Goal of the exercise
Up to and including the line with "complete replay pipelines", please reproduce the lines below exactly, beginning with the first.

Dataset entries
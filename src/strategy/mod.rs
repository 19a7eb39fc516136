//! Processing strategy module for operation replay
//!
//! A strategy is a complete pipeline: read operation records from CSV, apply
//! them through a `Ledger`, and write a report. Strategies can be selected at
//! runtime.

use crate::cli::{ReportKind, StrategyType};
use crate::core::{BalanceStore, HistoryStore, Ledger, LedgerConfig};
use crate::io::csv_format::{write_balances_csv, write_history_csv};
use crate::types::{LedgerError, OperationRecord, UserId};
use std::collections::BTreeSet;
use std::io::Write;
use std::path::Path;
use tracing::{info, warn};

pub mod concurrent;
pub mod sequential;

pub use concurrent::{BatchConfig, ConcurrentProcessingStrategy};
pub use sequential::SequentialProcessingStrategy;

/// Processing strategy trait for complete replay pipelines
pub trait ProcessingStrategy: Send + Sync {
    /// Replay operations from `input_path` and write the report to `output`
    ///
    /// # Returns
    ///
    /// * `Ok(())` if processing completed (individual rejected operations are
    ///   logged, not returned)
    /// * `Err(String)` if a fatal error occurred (file not found, runtime
    ///   creation, store failure while reporting, output write failure)
    fn process(&self, input_path: &Path, output: &mut dyn Write) -> Result<(), String>;
}

/// Options shared by every strategy
#[derive(Debug, Clone, PartialEq, Eq)]
pub struct ReplayOptions {
    /// Configuration of the ledger the strategy builds
    pub ledger: LedgerConfig,

    /// Which report to write
    pub report: ReportKind,
}

impl Default for ReplayOptions {
    fn default() -> Self {
        Self {
            ledger: LedgerConfig::default(),
            report: ReportKind::Balances,
        }
    }
}

/// Create a processing strategy based on the specified strategy type
///
/// `config` only applies to the concurrent strategy; defaults are used when it is `None`.
pub fn create_strategy(
    strategy_type: StrategyType,
    config: Option<BatchConfig>,
    options: ReplayOptions,
) -> Box<dyn ProcessingStrategy> {
    match strategy_type {
        StrategyType::Sequential => Box::new(SequentialProcessingStrategy::new(options)),
        StrategyType::Concurrent => {
            let config = config.unwrap_or_default();
            Box::new(ConcurrentProcessingStrategy::new(config, options))
        }
    }
}

/// Log a rejected operation
///
/// Validation failures are expected input errors; anything else is an anomaly.
pub(crate) fn log_rejection(record: &OperationRecord, error: &LedgerError) {
    if error.is_validation() {
        info!(user = record.user, kind = %record.kind, amount = record.amount, error = %error, "operation rejected");
    } else {
        warn!(user = record.user, kind = %record.kind, amount = record.amount, error = %error, "operation failed");
    }
}

/// Read back every user in `users` through the ledger and write the report
pub(crate) async fn write_report<B, H>(
    ledger: &Ledger<B, H>,
    users: &BTreeSet<UserId>,
    report: ReportKind,
    output: &mut dyn Write,
) -> Result<(), String>
where
    B: BalanceStore,
    H: HistoryStore,
{
    match report {
        ReportKind::Balances => {
            let mut balances = Vec::with_capacity(users.len());
            for &user in users {
                let balance = ledger
                    .get_balance(user)
                    .await
                    .map_err(|e| format!("Failed to read balance of user {}: {}", user, e))?;
                balances.push(balance);
            }
            write_balances_csv(&balances, output)
        }
        ReportKind::History => {
            let mut histories = Vec::with_capacity(users.len());
            for &user in users {
                let entries = ledger
                    .get_history(user)
                    .await
                    .map_err(|e| format!("Failed to read history of user {}: {}", user, e))?;
                histories.push((user, entries));
            }
            write_history_csv(&histories, output)
        }
    }
}
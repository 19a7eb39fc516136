//! History-related types for the point ledger
//!
//! Every successful charge or use produces exactly one immutable HistoryEntry.

use super::balance::{Points, UserId};
use std::fmt;

/// History entry identifier, assigned by the history store
pub type HistoryId = u64;

/// Kind of balance mutation
#[derive(Debug, Clone, Copy, PartialEq, Eq, Hash)]
pub enum TransactionKind {
    /// Credit points to a balance
    Charge,

    /// Debit points from a balance
    Use,
}

impl TransactionKind {
    /// Signed delta this kind applies for a positive `amount`
    pub fn signed(self, amount: Points) -> Points {
        match self {
            TransactionKind::Charge => amount,
            TransactionKind::Use => -amount,
        }
    }
}

impl fmt::Display for TransactionKind {
    fn fmt(&self, f: &mut fmt::Formatter<'_>) -> fmt::Result {
        match self {
            TransactionKind::Charge => f.write_str("charge"),
            TransactionKind::Use => f.write_str("use"),
        }
    }
}

/// Immutable record of one successful mutation
#[derive(Debug, Clone, PartialEq, Eq)]
pub struct HistoryEntry {
    /// Store-assigned, monotonically increasing id
    pub id: HistoryId,

    /// The user whose balance was mutated
    pub user: UserId,

    /// Positive magnitude of the applied delta (never signed)
    pub amount: Points,

    /// Whether the delta was a charge or a use
    pub kind: TransactionKind,

    /// Time of the mutation in epoch milliseconds
    pub timestamp: i64,
}

impl HistoryEntry {
    /// Signed delta this entry contributed to the balance
    pub fn delta(&self) -> Points {
        self.kind.signed(self.amount)
    }
}

/// Replay a user's history from zero
///
/// The result must equal the user's current balance; this is the central
/// invariant the ledger maintains.
pub fn replay(entries: &[HistoryEntry]) -> Points {
    entries.iter().map(HistoryEntry::delta).sum()
}

#[cfg(test)]
mod tests {
    use super::*;

    fn entry(id: HistoryId, amount: Points, kind: TransactionKind) -> HistoryEntry {
        HistoryEntry {
            id,
            user: 1,
            amount,
            kind,
            timestamp: 0,
        }
    }

    #[test]
    fn test_kind_display() {
        assert_eq!(TransactionKind::Charge.to_string(), "charge");
        assert_eq!(TransactionKind::Use.to_string(), "use");
    }

    #[test]
    fn test_replay_sums_signed_deltas() {
        let entries = vec![
            entry(1, 1000, TransactionKind::Charge),
            entry(2, 1, TransactionKind::Charge),
            entry(3, 1001, TransactionKind::Use),
        ];
        assert_eq!(replay(&entries), 0);
        assert_eq!(replay(&entries[..2]), 1001);
    }

    #[test]
    fn test_replay_of_empty_history_is_zero() {
        assert_eq!(replay(&[]), 0);
    }
}
//! Point Ledger CLI
//!
//! Replays point charge/use operations from a CSV file through the ledger and
//! prints the resulting balances (or history) to stdout.
//!
//! # Usage
//!
//! ```bash
//! cargo run -- operations.csv > balances.csv
//! cargo run -- --strategy sequential operations.csv > balances.csv
//! cargo run -- --report history operations.csv > history.csv
//! cargo run -- --batch-size 2000 --max-concurrent 8 --lock-timeout-ms 500 operations.csv
//! RUST_LOG=point_ledger=debug cargo run -- operations.csv
//! ```
//!
//! # Exit Codes
//!
//! - 0: Success
//! - 1: Error (missing arguments, file not found, file not readable, etc.)

use point_ledger::cli;
use point_ledger::strategy::{self, ReplayOptions};
use std::process;
use tracing_subscriber::layer::SubscriberExt;
use tracing_subscriber::util::SubscriberInitExt;
use tracing_subscriber::EnvFilter;

fn main() {
    let args = cli::parse_args();

    // RUST_LOG wins over --log-level; logs go to stderr so stdout stays a clean report
    let filter = EnvFilter::try_from_default_env()
        .or_else(|_| EnvFilter::try_new(&args.log_level))
        .unwrap_or_else(|_| EnvFilter::new("warn"));
    tracing_subscriber::registry()
        .with(filter)
        .with(
            tracing_subscriber::fmt::layer()
                .with_target(false)
                .with_writer(std::io::stderr),
        )
        .init();

    let strategy = {
        let config = if matches!(args.strategy, cli::StrategyType::Concurrent) {
            Some(args.to_batch_config())
        } else {
            None
        };
        let options = ReplayOptions {
            ledger: args.to_ledger_config(),
            report: args.report,
        };
        strategy::create_strategy(args.strategy.clone(), config, options)
    };

    let mut output = std::io::stdout();
    if let Err(e) = strategy.process(&args.input_file, &mut output) {
        eprintln!("Error: {}", e);
        process::exit(1);
    }
}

Your response
filename src/strategy/mod.rs
repository 19a7eb39fc516136
//! Processing strategy module for operation replay
//!
//! A strategy is a complete pipeline: read operation records from CSV, apply
//! them through a `Ledger`, and write a report. Strategies can be selected at
//! runtime.

use crate::cli::{ReportKind, StrategyType};
use crate::core::{BalanceStore, HistoryStore, Ledger, LedgerConfig};
use crate::io::csv_format::{write_balances_csv, write_history_csv};
use crate::types::{LedgerError, OperationRecord, UserId};
use std::collections::BTreeSet;
use std::io::Write;
use std::path::Path;
use tracing::{info, warn};

pub mod concurrent;
pub mod sequential;

pub use concurrent::{BatchConfig, ConcurrentProcessingStrategy};
pub use sequential::SequentialProcessingStrategy;

/// Processing strategy trait for complete replay pipelines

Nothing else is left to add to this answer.